The majority of BioAge markers were significantly associated with chronological age in all samples. Levine's epigenetic clock and DNAmTL were indicative of accelerated biological aging in AUD in BA9 and whole blood samples, while Horvath's showed the opposite effect in BA9. No significant association of AUD with TL and mtDNAcn was detected. Measured TL and DNAmTL showed only small correlations in blood and none in brain.
The present study is the first to simultaneously investigate epigenetic clocks, telomere length, and mtDNAcn in postmortem brain and whole blood samples in individuals with AUD. We found evidence for accelerated biological aging in AUD in blood and brain, as measured by Levine's epigenetic clock, and DNAmTL. Additional studies of different tissues from the same individuals are needed to draw valid conclusions about the congruence of biological aging in blood and brain.

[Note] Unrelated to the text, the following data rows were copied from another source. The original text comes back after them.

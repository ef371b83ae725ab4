//! Seating incoming connections in the match, one at a time.

use std::fmt::Display;
use std::io;
use std::net::SocketAddr;
use std::sync::Arc;
use std::time::Duration;

use nix::sys::socket::{setsockopt, sockopt};
use rand::distributions::{Alphanumeric, DistString};
use tokio::net::{TcpListener, TcpStream};

use crate::game::{outbox_channel, SharedMatch};
use crate::session::Session;

/// Number of consecutive accept failures at which the acceptor starts backing off.
const MAX_FAILURES: u32 = 3;
/// Pause taken once [`MAX_FAILURES`] is hit, before accepting again.
const ACCEPT_BACKOFF: Duration = Duration::from_secs(1);

/// Acceptor of incoming connections, turning each one into either a [`Session`] or a refusal.
pub struct SeatAcceptor {
    listener: TcpListener,
    consecutive_accept_fail_count: u32,
}

impl SeatAcceptor {
    /// Create a new [`SeatAcceptor`], which will seat connections incoming on the given [`TcpListener`].
    pub fn new(tcp_listener: TcpListener) -> SeatAcceptor {
        SeatAcceptor {
            listener: tcp_listener,
            consecutive_accept_fail_count: 0,
        }
    }

    pub fn local_addr(&self) -> io::Result<SocketAddr> {
        self.listener.local_addr()
    }

    /// Await an incoming TCP connection and try to seat it.
    ///
    /// * If both slots are taken, the connection is closed right away and [`None`] is returned.
    /// * Otherwise the player is given the first free slot, with its
    ///   [`Message::PlayerAssignment`](crate::protocol::Message::PlayerAssignment) queued before anything else. The
    ///   returned [`Session`] owns the slot and must then be run to serve it.
    ///
    /// Cancel safe : once a connection is accepted, nothing is awaited until the [`Session`] is returned.
    ///
    /// Accept failures are never fatal. After [`MAX_FAILURES`] in a row, this waits [`ACCEPT_BACKOFF`] before
    /// returning.
    pub async fn seat_next_connection(&mut self, shared: &Arc<SharedMatch>) -> Option<Session> {
        let id = Alphanumeric.sample_string(&mut rand::thread_rng(), 8);

        let stream = match tcp_accept_with_opts(&mut self.listener).await {
            Ok(stream) => stream,
            Err(e) => {
                self.handle_tcp_accept_error(&id, e).await;
                return None;
            }
        };
        self.consecutive_accept_fail_count = 0;

        let (reader, writer) = stream.into_split();
        let (outbox, frames) = outbox_channel();
        let Some(player) = shared.join(outbox) else {
            log::info!("{id}: Both player slots are taken. Closing the connection.");
            return None;
        };

        log::info!("{id}: Seated as player {}.", u8::from(player));
        Some(Session::new(id, player, reader, writer, frames, shared.clone()))
    }

    /// Log the error received, and back off if [`Self`] has encountered [`MAX_FAILURES`] consecutive errors.
    async fn handle_tcp_accept_error<D: Display>(&mut self, id: &D, e: io::Error) {
        self.consecutive_accept_fail_count += 1;
        if self.consecutive_accept_fail_count < MAX_FAILURES {
            log::warn!(
                "{id}: Accepting an incoming connection failed [{}/{MAX_FAILURES}] with error : {e}.",
                self.consecutive_accept_fail_count
            );
        } else {
            log::error!(
                "{id}: Accepting an incoming connection failed [{}/{MAX_FAILURES}] with error : {e}. \
                        Threshold hit, pausing for {ACCEPT_BACKOFF:?}.",
                self.consecutive_accept_fail_count
            );
            tokio::time::sleep(ACCEPT_BACKOFF).await;
            self.consecutive_accept_fail_count = 0;
        }
    }
}

/// Accept a tcp connection from the listener, and set the socket to no delay to disable Nagle's algorithm.
async fn tcp_accept_with_opts(listener: &mut TcpListener) -> io::Result<TcpStream> {
    let (stream, address) = listener.accept().await?;
    log::trace!("Accepted a TCP connection from {address}.");
    setsockopt(&stream, sockopt::TcpNoDelay, &true)?;
    Ok(stream)
}
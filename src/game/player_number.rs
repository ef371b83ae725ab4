//! Definition of the [`PlayerNumber`] structure.

use std::ops::Not;

/// Enumeration of the two player slots of a match.
///
/// The [`Not`] trait is implemented to get the opponent's slot using `!n` syntax.
///
/// Conversions to and from [`u8`] are implemented in [`crate::protocol`]. They follow the Protocol.
#[derive(Eq, PartialEq, Copy, Clone, Debug, Hash)]
pub enum PlayerNumber {
    /// Defends the left goal.
    One,
    /// Defends the right goal.
    Two,
}

impl PlayerNumber {
    /// Both slots, in assignment order.
    pub const ALL: [PlayerNumber; 2] = [PlayerNumber::One, PlayerNumber::Two];

    /// Position of this slot in per-player arrays.
    pub fn index(self) -> usize {
        match self {
            Self::One => 0,
            Self::Two => 1,
        }
    }
}

impl Not for PlayerNumber {
    type Output = PlayerNumber;
    fn not(self) -> Self::Output {
        match self {
            Self::One => Self::Two,
            Self::Two => Self::One,
        }
    }
}
//! Wiring of the acceptor and the simulation loop around one shared match.

use std::io;
use std::net::SocketAddr;
use std::sync::Arc;

use tokio::net::{TcpListener, TcpSocket};
use tokio::task::JoinSet;

use crate::accept_tasks::SeatAcceptor;
use crate::game::{run_simulation_loop, SharedMatch};
use crate::protocol::constants::LISTEN_BACKLOG;

/// Errors preventing the server from starting.
#[derive(thiserror::Error, Debug)]
pub enum ServerError {
    #[error("failed to set up a socket for {address} : {source}")]
    Socket { address: SocketAddr, source: io::Error },

    #[error("failed to listen on {address} : {source}")]
    Listen { address: SocketAddr, source: io::Error },
}

/// Bind a listening socket to the given address with a backlog of [`LISTEN_BACKLOG`].
pub fn bind_listener(address: SocketAddr) -> Result<TcpListener, ServerError> {
    let socket_error = |source| ServerError::Socket { address, source };
    let socket = match address {
        SocketAddr::V4(_) => TcpSocket::new_v4(),
        SocketAddr::V6(_) => TcpSocket::new_v6(),
    }
    .map_err(socket_error)?;
    socket.set_reuseaddr(true).map_err(socket_error)?;
    socket.bind(address).map_err(socket_error)?;
    socket
        .listen(LISTEN_BACKLOG)
        .map_err(|source| ServerError::Listen { address, source })
}

/// Run the match served on the given listener, forever.
///
/// Every task spawned - the simulation loop and one per seated connection - is aborted when this future is dropped.
pub async fn serve(listener: TcpListener, shared: Arc<SharedMatch>) {
    let mut acceptor = SeatAcceptor::new(listener);
    match acceptor.local_addr() {
        Ok(address) => log::info!("Waiting for players on {address}."),
        Err(e) => log::warn!("Listening on an unknown address : {e}."),
    }

    let mut task_set = JoinSet::new();
    task_set.spawn(run_simulation_loop(shared.clone()));
    loop {
        tokio::select! {
            // Cancel safe, a connection is never left half seated
            seated = acceptor.seat_next_connection(&shared) => {
                if let Some(session) = seated {
                    task_set.spawn(session.run());
                }
            },
            Some(joined) = task_set.join_next() => {
                if let Err(e) = joined {
                    log::error!("A server task ended abnormally : {e}.");
                }
            },
        }
    }
}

酒精使用障碍(AUD)与死亡率和发病率风险增加相关。其原因之一可能是生物衰老加速,而生物衰老受炎症等疾病过程的强烈影响。近期对AUD的研究表明,大脑中神经炎症相关通路的DNA甲基化和基因表达发生了变化,生物衰老代表了理解物质使用障碍不良影响的一个潜在重要概念。表观遗传时钟已显示AUD个体血液样本中的衰老加速。然而,尚未对AUD患者不同组织和脑区的生物年龄测量进行系统评估。
作为生物衰老的标志物(生物年龄标志物),我们评估了来自布罗德曼区9(BA9)、尾状核和腹侧纹状体的尸检脑样本(N = 63 - 94)以及有和无AUD个体的全血样本(N = 179)中的莱文斯和霍瓦斯表观遗传时钟、DNA甲基化端粒长度(DNAmTL)、端粒长度(TL)和线粒体DNA拷贝数(mtDNAcn)。为了评估AUD状态与生物年龄标志物之间的关联,我们在调整协变量的同时进行了线性回归分析。
在所有样本中,大多数生物年龄标志物与实际年龄显著相关。莱文斯表观遗传时钟和DNAmTL表明BA9和全血样本中AUD患者的生物衰老加速,而霍瓦斯表观遗传时钟在BA9中显示出相反的效果。未检测到AUD与TL和mtDNAcn之间的显著关联。测得的TL和DNAmTL在血液中仅显示出微弱的相关性,在大脑中则无相关性。
本研究首次同时调查了AUD个体尸检脑和全血样本中的表观遗传时钟、端粒长度和mtDNAcn。我们发现,通过莱文斯表观遗传时钟和DNAmTL测量,AUD患者的血液和大脑中存在生物衰老加速的证据。需要对同一患者的不同组织进行更多研究,以得出关于血液和大脑中生物衰老一致性的有效结论。